— Source material —
▼

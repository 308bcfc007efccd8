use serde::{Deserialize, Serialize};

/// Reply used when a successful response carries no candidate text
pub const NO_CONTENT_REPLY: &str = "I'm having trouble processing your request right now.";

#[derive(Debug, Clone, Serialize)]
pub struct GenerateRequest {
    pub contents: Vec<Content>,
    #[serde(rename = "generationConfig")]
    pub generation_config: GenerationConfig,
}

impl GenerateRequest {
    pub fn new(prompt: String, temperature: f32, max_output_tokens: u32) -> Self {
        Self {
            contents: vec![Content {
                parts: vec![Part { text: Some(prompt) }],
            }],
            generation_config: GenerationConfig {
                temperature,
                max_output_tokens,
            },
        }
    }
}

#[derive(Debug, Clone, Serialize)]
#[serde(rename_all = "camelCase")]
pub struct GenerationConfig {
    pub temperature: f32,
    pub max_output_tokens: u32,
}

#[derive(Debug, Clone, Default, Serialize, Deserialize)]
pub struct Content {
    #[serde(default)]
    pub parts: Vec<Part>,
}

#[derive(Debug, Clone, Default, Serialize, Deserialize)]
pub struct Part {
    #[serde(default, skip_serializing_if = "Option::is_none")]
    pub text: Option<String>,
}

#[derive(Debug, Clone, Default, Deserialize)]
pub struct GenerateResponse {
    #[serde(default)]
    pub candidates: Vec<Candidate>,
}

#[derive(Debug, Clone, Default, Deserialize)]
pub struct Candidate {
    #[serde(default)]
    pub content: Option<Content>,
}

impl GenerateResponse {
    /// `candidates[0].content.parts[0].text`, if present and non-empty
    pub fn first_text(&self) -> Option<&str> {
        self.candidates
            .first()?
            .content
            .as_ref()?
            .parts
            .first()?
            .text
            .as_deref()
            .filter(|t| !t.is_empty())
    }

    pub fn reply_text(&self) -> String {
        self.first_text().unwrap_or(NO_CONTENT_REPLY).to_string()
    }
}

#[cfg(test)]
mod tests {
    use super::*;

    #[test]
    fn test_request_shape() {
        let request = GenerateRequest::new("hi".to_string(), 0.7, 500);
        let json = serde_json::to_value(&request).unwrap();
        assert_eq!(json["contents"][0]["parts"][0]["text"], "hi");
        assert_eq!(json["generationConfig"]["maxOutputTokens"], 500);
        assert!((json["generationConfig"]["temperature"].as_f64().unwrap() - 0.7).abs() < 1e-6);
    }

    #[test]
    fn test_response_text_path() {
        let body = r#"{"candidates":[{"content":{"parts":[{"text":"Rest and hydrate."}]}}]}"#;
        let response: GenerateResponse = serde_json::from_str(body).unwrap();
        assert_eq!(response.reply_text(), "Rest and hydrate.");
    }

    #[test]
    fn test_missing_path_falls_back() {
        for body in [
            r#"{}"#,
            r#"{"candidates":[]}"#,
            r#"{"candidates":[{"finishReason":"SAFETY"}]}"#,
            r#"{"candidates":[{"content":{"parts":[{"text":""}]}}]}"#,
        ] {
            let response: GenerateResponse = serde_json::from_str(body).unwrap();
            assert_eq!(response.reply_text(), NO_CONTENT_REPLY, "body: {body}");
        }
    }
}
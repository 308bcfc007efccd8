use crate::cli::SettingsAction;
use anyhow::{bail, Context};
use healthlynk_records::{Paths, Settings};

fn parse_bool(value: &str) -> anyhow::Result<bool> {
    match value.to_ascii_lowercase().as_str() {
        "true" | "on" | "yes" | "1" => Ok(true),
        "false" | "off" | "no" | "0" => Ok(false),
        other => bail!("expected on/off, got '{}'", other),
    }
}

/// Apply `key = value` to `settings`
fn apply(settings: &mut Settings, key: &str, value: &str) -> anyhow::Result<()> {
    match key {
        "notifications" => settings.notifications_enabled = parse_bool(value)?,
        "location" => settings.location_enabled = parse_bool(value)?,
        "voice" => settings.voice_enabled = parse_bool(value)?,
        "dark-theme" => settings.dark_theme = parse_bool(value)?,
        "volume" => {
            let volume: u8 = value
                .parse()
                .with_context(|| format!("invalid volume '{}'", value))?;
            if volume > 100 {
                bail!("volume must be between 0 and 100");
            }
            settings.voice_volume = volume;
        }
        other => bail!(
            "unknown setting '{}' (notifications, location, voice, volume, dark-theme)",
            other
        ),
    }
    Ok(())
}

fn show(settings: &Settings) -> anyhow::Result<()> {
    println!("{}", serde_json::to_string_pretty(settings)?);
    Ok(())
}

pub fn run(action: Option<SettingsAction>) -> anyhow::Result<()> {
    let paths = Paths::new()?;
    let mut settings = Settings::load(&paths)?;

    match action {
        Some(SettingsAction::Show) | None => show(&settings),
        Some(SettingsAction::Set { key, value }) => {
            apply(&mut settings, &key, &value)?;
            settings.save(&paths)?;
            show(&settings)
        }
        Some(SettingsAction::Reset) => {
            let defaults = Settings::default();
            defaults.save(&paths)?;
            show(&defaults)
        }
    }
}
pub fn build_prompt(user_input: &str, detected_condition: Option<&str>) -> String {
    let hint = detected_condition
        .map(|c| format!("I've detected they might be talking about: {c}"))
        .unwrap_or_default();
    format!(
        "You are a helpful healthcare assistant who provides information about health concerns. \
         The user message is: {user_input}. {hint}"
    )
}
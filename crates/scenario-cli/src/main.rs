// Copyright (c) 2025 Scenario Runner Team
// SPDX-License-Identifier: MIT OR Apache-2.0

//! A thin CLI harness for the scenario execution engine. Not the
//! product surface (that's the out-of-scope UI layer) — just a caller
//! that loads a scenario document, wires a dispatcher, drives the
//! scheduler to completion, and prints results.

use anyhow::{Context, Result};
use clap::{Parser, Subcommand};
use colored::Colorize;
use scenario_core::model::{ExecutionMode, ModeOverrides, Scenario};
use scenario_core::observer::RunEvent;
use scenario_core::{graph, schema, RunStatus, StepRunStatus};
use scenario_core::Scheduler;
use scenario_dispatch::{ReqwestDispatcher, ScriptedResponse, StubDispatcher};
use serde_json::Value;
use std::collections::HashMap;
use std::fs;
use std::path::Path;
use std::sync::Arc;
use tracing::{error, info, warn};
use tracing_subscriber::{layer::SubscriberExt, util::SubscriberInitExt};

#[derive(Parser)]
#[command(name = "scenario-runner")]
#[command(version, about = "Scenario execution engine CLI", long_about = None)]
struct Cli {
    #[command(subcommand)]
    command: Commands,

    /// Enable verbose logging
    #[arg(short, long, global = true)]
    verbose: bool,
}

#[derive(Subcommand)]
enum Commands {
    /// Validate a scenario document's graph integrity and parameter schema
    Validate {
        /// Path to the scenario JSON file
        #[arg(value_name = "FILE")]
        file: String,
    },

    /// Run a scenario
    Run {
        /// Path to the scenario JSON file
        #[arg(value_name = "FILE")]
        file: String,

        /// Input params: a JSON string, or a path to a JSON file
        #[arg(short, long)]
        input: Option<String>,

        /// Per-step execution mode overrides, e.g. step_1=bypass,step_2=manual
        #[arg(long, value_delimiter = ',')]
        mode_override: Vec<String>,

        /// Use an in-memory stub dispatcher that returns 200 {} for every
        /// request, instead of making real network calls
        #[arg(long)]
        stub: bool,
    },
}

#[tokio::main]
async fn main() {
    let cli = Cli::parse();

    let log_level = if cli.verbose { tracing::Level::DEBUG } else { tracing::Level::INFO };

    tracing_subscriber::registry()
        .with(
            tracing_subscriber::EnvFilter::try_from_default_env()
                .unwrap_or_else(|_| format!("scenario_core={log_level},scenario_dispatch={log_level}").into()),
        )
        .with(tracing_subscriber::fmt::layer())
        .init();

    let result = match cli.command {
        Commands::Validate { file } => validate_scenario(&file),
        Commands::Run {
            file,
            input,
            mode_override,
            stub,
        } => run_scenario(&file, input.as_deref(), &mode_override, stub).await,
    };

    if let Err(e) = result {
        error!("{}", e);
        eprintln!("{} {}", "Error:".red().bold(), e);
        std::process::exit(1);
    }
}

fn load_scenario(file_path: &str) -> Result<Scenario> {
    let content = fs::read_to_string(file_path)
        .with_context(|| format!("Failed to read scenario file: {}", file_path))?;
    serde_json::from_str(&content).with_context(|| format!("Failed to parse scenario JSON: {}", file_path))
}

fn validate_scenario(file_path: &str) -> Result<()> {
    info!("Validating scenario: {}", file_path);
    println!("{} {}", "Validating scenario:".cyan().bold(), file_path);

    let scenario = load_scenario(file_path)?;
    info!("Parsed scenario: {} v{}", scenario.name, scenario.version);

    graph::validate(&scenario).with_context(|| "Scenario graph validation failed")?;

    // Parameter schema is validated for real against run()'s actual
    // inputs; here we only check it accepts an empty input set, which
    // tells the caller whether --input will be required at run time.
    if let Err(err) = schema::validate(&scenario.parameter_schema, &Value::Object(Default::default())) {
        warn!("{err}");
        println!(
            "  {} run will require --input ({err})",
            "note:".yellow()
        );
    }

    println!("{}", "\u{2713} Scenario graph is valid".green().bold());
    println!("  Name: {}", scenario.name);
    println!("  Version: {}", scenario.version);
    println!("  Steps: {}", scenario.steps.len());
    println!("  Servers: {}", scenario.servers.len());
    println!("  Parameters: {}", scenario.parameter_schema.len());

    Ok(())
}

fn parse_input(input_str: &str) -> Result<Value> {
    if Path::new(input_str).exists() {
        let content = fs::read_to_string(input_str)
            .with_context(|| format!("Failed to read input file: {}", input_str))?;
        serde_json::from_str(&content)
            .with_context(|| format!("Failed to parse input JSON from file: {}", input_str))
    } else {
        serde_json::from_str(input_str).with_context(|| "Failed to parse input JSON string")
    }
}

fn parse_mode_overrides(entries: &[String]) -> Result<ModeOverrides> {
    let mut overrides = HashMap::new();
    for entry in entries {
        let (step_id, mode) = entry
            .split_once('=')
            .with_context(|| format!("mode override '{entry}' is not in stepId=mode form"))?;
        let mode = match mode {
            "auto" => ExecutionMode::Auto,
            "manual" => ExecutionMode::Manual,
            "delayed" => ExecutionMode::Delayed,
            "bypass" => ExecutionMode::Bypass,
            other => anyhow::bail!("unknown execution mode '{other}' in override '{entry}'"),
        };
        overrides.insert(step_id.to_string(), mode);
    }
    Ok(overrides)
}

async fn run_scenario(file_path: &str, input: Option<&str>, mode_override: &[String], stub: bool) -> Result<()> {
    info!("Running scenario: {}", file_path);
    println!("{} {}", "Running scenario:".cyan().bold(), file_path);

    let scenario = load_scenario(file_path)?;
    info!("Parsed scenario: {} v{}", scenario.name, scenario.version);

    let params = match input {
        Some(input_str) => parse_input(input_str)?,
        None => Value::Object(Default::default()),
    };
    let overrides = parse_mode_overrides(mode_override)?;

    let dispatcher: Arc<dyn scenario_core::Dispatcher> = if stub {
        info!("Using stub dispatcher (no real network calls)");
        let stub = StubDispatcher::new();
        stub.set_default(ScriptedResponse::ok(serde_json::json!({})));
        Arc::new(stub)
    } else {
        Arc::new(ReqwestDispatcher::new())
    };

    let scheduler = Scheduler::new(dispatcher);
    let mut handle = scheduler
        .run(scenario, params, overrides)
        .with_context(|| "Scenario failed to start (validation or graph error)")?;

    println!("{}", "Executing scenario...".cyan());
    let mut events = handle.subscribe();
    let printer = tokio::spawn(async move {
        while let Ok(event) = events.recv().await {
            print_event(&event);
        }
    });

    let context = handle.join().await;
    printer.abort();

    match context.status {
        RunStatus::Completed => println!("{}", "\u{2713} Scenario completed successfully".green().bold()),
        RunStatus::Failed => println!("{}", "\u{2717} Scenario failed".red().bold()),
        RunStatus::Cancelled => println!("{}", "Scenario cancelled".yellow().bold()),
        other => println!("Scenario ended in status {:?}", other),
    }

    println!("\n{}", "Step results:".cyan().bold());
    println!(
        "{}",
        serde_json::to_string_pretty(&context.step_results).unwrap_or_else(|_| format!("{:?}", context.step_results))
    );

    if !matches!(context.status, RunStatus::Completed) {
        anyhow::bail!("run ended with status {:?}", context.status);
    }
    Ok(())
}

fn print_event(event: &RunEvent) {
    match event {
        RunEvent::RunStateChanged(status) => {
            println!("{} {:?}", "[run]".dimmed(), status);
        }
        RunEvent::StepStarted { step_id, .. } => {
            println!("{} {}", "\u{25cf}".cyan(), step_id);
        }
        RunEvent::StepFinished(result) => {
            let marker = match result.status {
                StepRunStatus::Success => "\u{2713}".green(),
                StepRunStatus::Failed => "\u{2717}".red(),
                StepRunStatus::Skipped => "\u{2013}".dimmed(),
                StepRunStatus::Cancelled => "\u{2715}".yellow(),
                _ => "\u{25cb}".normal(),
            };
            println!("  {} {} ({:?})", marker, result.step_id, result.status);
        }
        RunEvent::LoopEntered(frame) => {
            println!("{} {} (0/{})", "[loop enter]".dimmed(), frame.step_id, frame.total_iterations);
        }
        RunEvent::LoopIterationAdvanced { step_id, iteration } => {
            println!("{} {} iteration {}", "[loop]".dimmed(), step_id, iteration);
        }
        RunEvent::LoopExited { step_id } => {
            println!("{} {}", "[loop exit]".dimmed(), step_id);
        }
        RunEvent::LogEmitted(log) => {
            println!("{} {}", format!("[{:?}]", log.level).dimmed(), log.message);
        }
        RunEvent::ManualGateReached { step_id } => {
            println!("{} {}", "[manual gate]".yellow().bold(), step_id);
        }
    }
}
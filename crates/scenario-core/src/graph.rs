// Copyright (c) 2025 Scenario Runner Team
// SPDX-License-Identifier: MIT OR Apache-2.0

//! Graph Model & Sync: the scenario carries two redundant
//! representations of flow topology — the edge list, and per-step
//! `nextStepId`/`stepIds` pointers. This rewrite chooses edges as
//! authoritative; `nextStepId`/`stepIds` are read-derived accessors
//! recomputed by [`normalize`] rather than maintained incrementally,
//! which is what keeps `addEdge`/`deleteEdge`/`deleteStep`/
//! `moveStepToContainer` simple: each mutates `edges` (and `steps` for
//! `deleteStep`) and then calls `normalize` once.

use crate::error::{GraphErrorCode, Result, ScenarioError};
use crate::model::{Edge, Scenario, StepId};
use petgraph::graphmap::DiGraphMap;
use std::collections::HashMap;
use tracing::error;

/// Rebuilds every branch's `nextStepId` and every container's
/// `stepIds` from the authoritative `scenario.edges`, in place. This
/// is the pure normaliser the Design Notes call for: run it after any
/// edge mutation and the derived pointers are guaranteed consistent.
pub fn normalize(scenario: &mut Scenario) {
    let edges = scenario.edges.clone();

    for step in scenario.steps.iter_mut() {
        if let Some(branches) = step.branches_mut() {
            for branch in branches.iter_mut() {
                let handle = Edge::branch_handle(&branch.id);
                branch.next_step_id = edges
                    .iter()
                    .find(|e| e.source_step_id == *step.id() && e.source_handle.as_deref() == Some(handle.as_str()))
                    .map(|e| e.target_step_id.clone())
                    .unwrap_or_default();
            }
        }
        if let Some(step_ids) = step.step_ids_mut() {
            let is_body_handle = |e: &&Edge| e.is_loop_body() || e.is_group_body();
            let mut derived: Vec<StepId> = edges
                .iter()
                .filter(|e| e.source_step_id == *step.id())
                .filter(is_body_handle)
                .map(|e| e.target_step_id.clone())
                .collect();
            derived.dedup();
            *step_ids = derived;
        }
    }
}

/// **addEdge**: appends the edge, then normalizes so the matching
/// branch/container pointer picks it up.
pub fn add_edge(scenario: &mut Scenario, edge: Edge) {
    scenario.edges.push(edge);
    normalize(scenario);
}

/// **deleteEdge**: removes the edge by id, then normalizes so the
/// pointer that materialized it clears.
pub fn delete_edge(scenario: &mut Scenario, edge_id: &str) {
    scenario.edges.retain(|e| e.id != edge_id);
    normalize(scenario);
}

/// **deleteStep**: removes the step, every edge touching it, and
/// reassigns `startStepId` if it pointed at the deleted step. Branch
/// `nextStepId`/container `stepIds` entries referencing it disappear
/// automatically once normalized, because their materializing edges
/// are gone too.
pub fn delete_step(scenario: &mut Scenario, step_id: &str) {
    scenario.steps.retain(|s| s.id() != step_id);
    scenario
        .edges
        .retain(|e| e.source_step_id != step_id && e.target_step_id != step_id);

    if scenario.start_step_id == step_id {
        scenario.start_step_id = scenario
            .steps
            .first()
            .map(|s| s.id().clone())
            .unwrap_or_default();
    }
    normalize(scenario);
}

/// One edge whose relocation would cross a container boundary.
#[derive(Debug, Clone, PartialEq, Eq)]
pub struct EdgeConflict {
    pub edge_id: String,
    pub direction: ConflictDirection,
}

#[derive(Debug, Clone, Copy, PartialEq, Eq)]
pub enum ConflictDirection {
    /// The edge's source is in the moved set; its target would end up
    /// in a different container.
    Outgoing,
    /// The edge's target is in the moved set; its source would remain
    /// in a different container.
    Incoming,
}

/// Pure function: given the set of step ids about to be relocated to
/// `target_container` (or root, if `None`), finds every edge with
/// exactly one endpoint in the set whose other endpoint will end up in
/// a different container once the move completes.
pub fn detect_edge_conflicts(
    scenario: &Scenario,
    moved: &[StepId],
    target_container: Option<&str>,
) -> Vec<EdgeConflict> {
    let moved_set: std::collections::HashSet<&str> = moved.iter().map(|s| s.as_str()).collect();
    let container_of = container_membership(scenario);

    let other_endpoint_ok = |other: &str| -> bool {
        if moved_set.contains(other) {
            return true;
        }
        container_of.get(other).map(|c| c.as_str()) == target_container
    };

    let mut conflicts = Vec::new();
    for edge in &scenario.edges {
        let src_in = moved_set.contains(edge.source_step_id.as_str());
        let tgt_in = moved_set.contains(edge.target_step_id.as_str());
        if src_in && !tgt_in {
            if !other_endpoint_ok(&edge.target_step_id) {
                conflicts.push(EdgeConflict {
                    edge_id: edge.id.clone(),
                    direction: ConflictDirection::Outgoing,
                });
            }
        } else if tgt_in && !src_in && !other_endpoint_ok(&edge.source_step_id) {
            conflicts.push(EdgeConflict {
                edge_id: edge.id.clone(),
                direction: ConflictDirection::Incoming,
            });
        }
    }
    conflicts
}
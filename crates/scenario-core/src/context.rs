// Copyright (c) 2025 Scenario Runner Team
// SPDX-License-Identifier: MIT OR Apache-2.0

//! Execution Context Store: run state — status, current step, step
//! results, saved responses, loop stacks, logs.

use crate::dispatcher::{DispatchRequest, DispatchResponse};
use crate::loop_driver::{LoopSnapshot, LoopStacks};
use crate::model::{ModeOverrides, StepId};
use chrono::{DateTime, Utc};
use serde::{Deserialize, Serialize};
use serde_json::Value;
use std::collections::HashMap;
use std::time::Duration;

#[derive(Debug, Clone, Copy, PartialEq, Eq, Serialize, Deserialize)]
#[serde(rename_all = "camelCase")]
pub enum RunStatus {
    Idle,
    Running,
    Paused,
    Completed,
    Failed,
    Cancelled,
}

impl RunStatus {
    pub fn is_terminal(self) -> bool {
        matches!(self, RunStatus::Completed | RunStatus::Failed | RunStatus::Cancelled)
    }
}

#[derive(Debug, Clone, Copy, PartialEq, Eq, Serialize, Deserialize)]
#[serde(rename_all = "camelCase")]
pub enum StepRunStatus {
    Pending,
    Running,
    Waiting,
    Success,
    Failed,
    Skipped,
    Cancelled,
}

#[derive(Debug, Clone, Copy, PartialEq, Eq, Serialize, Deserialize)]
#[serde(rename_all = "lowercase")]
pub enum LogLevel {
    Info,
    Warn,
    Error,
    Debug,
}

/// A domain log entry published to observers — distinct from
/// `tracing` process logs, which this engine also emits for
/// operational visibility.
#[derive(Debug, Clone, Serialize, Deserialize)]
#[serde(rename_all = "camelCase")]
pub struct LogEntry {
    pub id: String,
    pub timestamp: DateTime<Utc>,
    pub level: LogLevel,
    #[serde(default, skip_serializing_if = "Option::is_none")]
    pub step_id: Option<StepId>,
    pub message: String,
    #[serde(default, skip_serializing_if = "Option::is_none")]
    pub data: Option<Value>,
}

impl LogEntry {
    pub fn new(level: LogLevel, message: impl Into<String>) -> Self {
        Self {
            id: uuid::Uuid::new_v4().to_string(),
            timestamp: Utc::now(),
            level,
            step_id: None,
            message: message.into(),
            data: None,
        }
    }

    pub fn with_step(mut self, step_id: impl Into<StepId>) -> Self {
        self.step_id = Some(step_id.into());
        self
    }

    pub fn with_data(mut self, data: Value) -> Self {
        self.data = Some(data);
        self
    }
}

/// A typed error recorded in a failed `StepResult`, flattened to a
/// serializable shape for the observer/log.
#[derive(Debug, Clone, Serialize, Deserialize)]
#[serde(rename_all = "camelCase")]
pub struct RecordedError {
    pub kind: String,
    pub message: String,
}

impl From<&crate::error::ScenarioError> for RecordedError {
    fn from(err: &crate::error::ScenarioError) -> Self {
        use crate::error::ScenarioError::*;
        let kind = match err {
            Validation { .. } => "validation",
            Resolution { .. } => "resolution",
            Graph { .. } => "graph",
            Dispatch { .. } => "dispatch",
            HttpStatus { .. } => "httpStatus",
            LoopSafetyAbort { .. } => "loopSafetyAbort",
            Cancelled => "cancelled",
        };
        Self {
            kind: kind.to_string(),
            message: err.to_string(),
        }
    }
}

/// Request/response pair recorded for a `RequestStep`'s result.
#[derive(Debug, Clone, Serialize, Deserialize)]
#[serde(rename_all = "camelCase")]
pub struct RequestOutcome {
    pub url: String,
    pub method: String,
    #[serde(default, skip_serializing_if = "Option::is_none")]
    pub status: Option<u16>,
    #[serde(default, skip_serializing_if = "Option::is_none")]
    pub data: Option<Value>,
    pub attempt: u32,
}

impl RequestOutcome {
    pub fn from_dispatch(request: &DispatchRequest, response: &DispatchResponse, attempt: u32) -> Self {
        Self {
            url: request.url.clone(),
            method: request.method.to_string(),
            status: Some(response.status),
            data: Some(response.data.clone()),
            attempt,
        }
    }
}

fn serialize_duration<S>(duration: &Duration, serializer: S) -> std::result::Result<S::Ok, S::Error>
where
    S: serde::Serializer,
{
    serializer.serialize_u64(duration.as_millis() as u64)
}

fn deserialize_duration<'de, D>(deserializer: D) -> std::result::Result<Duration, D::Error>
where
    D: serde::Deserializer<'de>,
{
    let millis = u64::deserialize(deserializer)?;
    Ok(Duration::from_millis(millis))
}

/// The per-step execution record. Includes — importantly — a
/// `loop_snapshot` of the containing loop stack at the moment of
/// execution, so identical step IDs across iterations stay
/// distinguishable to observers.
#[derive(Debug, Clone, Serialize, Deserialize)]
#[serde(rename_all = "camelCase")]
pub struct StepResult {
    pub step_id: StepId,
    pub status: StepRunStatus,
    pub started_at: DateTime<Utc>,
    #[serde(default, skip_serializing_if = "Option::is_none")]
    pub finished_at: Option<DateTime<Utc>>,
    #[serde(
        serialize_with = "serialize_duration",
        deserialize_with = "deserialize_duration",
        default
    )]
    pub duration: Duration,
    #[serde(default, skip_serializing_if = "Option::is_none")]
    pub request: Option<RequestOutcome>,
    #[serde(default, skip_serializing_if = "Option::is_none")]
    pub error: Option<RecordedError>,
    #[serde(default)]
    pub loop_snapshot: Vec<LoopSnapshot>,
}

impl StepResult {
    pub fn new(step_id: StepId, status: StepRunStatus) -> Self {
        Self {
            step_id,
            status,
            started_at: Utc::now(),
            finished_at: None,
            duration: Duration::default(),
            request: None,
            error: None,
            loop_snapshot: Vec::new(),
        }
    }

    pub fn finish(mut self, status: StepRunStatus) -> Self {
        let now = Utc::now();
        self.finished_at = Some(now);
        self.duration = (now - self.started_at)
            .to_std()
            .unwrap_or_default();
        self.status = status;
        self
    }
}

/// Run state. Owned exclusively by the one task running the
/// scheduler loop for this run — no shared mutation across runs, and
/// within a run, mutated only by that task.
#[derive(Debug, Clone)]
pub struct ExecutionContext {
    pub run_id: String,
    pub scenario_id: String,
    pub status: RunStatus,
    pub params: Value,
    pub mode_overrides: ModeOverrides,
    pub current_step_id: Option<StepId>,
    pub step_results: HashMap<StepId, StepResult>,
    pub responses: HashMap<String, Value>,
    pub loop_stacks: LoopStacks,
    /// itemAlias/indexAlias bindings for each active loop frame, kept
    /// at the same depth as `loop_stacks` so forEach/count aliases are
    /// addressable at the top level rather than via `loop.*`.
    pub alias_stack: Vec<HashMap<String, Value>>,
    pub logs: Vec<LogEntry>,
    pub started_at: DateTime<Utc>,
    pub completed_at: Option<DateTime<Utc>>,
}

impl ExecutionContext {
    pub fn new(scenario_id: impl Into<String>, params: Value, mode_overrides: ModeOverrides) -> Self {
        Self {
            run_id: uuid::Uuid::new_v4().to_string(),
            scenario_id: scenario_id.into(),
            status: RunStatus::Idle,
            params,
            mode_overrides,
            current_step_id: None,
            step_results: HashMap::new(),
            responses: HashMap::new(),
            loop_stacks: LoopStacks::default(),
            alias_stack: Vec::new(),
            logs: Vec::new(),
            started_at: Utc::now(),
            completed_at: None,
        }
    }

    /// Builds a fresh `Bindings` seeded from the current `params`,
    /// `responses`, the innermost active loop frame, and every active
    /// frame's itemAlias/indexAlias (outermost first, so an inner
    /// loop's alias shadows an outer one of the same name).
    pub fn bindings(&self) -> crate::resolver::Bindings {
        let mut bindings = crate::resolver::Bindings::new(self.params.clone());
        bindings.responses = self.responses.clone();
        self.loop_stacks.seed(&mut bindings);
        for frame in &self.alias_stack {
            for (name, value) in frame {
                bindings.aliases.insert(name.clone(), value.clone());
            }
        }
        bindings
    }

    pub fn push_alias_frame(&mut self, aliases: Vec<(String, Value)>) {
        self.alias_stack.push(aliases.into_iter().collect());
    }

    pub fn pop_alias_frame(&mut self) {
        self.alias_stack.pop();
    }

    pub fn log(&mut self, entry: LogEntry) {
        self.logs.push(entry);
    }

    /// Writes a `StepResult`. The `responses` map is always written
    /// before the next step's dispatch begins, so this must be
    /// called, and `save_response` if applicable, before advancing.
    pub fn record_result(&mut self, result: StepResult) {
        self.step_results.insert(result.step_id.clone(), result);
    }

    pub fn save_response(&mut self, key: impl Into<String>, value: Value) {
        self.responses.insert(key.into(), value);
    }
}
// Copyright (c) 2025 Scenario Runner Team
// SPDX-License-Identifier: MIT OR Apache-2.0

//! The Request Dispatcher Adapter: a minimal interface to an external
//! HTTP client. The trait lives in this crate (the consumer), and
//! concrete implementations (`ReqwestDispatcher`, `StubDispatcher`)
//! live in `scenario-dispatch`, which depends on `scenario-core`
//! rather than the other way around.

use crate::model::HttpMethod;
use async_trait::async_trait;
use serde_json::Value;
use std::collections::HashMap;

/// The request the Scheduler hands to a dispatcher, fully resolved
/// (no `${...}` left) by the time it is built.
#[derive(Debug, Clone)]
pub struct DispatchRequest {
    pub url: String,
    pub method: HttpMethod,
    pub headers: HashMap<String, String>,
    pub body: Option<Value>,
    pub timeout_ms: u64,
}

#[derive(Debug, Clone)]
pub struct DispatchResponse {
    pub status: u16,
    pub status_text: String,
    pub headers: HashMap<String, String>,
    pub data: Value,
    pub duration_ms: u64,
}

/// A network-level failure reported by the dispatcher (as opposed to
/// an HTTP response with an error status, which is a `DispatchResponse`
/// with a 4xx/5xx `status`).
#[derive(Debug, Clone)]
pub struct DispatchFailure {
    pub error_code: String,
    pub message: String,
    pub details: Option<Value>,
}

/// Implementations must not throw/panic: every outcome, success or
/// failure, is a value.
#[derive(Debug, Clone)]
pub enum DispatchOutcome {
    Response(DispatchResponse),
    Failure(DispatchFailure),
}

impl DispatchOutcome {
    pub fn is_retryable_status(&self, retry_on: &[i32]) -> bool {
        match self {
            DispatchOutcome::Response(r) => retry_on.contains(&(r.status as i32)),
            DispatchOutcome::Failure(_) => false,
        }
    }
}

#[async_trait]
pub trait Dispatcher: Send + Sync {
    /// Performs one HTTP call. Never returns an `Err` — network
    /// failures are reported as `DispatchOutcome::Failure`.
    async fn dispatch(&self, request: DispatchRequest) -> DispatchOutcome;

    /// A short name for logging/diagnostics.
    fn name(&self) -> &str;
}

▲

— Task requirements —
From the entries above, copy every line that holds the word "derived".

— Solution —
//! authoritative; `nextStepId`/`stepIds` are read-derived accessors
/// edge mutation and the derived pointers are guaranteed consistent.
            let mut derived: Vec<StepId> = edges
            derived.dedup();
            *step_ids = derived;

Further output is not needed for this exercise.